◆ Input material ◆
***
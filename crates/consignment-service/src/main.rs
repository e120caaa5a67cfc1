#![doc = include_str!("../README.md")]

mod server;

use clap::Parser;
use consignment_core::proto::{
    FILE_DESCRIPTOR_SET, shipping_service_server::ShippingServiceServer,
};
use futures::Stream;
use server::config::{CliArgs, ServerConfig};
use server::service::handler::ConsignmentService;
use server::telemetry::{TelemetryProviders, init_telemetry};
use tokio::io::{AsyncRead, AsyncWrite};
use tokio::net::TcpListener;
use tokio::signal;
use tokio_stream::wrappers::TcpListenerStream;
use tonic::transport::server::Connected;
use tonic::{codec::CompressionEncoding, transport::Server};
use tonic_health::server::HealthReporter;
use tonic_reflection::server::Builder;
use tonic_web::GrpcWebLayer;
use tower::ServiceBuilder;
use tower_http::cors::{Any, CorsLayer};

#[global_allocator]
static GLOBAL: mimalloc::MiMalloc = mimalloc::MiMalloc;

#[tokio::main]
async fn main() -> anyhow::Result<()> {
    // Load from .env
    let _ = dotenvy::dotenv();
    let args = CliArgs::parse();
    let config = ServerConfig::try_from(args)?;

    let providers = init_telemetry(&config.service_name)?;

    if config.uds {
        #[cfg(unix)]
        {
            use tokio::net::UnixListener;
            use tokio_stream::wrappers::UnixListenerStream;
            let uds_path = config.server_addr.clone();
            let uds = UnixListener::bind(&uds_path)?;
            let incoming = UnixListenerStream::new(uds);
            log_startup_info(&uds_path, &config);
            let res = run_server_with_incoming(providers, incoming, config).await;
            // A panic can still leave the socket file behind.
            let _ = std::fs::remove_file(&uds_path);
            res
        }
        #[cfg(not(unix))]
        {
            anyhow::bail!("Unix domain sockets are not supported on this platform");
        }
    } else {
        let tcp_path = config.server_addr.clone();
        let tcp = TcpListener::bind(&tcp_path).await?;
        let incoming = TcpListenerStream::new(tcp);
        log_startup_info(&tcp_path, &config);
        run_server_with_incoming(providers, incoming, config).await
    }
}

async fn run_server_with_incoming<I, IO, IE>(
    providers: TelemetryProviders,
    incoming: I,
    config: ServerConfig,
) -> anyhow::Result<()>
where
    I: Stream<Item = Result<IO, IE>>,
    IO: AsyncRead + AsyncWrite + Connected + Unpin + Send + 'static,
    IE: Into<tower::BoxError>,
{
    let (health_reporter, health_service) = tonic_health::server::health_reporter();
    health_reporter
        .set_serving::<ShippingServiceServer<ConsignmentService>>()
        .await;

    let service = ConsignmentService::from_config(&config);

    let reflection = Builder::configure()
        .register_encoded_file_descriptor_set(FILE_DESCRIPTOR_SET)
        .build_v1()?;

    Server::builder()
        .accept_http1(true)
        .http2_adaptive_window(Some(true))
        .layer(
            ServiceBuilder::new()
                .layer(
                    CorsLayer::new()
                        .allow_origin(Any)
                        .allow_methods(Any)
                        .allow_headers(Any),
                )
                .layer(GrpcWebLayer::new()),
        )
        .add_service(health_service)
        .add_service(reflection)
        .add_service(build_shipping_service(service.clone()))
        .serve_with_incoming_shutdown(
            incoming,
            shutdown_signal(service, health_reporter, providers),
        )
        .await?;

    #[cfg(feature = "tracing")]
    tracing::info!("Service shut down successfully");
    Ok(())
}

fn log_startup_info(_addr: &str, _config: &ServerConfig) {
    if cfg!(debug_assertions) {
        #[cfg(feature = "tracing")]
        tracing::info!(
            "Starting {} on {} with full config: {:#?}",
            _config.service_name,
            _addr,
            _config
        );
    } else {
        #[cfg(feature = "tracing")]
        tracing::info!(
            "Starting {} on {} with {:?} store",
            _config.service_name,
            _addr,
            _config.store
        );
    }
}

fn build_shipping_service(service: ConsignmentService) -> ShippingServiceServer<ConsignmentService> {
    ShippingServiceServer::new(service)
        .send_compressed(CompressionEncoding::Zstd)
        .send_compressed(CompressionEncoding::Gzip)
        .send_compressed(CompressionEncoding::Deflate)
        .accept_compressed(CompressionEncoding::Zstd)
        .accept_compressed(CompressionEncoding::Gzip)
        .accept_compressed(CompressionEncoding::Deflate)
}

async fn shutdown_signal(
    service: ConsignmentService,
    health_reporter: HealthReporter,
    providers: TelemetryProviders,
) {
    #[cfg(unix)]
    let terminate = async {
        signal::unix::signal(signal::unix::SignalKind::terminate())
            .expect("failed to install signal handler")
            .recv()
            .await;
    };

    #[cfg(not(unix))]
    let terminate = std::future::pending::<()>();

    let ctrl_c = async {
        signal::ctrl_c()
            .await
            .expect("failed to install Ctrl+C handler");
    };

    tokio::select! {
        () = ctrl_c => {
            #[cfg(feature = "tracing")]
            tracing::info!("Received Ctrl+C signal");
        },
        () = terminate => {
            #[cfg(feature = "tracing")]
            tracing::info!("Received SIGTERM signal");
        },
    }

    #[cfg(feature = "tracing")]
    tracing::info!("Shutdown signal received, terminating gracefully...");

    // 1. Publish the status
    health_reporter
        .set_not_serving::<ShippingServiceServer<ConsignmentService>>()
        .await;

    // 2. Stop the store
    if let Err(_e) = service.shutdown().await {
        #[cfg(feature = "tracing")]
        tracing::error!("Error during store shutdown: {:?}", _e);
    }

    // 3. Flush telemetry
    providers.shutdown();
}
***
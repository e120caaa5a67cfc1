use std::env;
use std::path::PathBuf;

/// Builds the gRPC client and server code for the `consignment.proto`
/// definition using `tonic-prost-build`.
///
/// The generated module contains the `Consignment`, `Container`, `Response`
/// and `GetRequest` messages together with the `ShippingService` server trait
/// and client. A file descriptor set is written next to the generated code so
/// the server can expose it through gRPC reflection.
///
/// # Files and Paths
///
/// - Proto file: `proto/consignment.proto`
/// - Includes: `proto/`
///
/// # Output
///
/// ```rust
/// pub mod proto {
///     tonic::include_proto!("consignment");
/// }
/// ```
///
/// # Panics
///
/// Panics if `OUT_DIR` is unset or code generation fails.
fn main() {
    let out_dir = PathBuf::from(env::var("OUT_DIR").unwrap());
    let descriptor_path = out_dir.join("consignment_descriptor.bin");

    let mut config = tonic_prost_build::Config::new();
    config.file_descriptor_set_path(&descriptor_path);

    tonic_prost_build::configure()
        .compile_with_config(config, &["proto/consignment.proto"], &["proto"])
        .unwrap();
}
***
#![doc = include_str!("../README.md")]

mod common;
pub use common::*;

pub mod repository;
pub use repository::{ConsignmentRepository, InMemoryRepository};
***
◆ Problem ◆
Would you output, from the records above, exactly the run of lines that starts at the line containing "filename crates/consignment-service/src/main.rs" and ends at the line containing "use tonic::transport::server::Connected;", and only that run?

◆ Answer below ◆
filename crates/consignment-service/src/main.rs
repository e120caaa5a67cfc1
#![doc = include_str!("../README.md")]

mod server;

use clap::Parser;
use consignment_core::proto::{
    FILE_DESCRIPTOR_SET, shipping_service_server::ShippingServiceServer,
};
use futures::Stream;
use server::config::{CliArgs, ServerConfig};
use server::service::handler::ConsignmentService;
use server::telemetry::{TelemetryProviders, init_telemetry};
use tokio::io::{AsyncRead, AsyncWrite};
use tokio::net::TcpListener;
use tokio::signal;
use tokio_stream::wrappers::TcpListenerStream;
use tonic::transport::server::Connected;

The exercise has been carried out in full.